:: Saved data entries ::
——————
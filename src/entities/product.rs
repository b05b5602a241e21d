use sea_orm::entity::prelude::*;
use serde::Serialize;

use crate::entities::category::Category;

#[derive(Clone, Debug, PartialEq, DeriveEntityModel, Serialize)]
#[sea_orm(table_name = "products")]
pub struct Model {
    #[sea_orm(primary_key, auto_increment = false)]
    pub product_id: String,
    pub name: String,
    #[sea_orm(nullable)]
    pub brand: Option<String>,
    pub category: Category,
    #[sea_orm(nullable)]
    pub subcategory: Option<String>,
    pub price: f64,
    #[sea_orm(column_type = "Text")]
    pub image_url: String,
}

#[derive(Copy, Clone, Debug, EnumIter, DeriveRelation)]
pub enum Relation {
    #[sea_orm(has_many = "crate::entities::specification::Entity")]
    Specification,
    #[sea_orm(has_many = "crate::entities::review::Entity")]
    Review,
}

impl Related<crate::entities::specification::Entity> for Entity {
    fn to() -> RelationDef {
        Relation::Specification.def()
    }
}

impl Related<crate::entities::review::Entity> for Entity {
    fn to() -> RelationDef {
        Relation::Review.def()
    }
}

impl ActiveModelBehavior for ActiveModel {}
——————
:: What the task requires ::
Each record above is to be restated word for word.

:: Exercise result ::
filename src/entities/product.rs
repository b05b5602a241e21d
use sea_orm::entity::prelude::*;
use serde::Serialize;

use crate::entities::category::Category;

#[derive(Clone, Debug, PartialEq, DeriveEntityModel, Serialize)]
#[sea_orm(table_name = "products")]
pub struct Model {
    #[sea_orm(primary_key, auto_increment = false)]
    pub product_id: String,
    pub name: String,
    #[sea_orm(nullable)]
    pub brand: Option<String>,
    pub category: Category,
    #[sea_orm(nullable)]
    pub subcategory: Option<String>,
    pub price: f64,
    #[sea_orm(column_type = "Text")]
    pub image_url: String,
}

#[derive(Copy, Clone, Debug, EnumIter, DeriveRelation)]
pub enum Relation {
    #[sea_orm(has_many = "crate::entities::specification::Entity")]
    Specification,
    #[sea_orm(has_many = "crate::entities::review::Entity")]
    Review,
}

impl Related<crate::entities::specification::Entity> for Entity {
    fn to() -> RelationDef {
        Relation::Specification.def()
    }
}

impl Related<crate::entities::review::Entity> for Entity {
    fn to() -> RelationDef {
        Relation::Review.def()
    }
}

impl ActiveModelBehavior for ActiveModel {}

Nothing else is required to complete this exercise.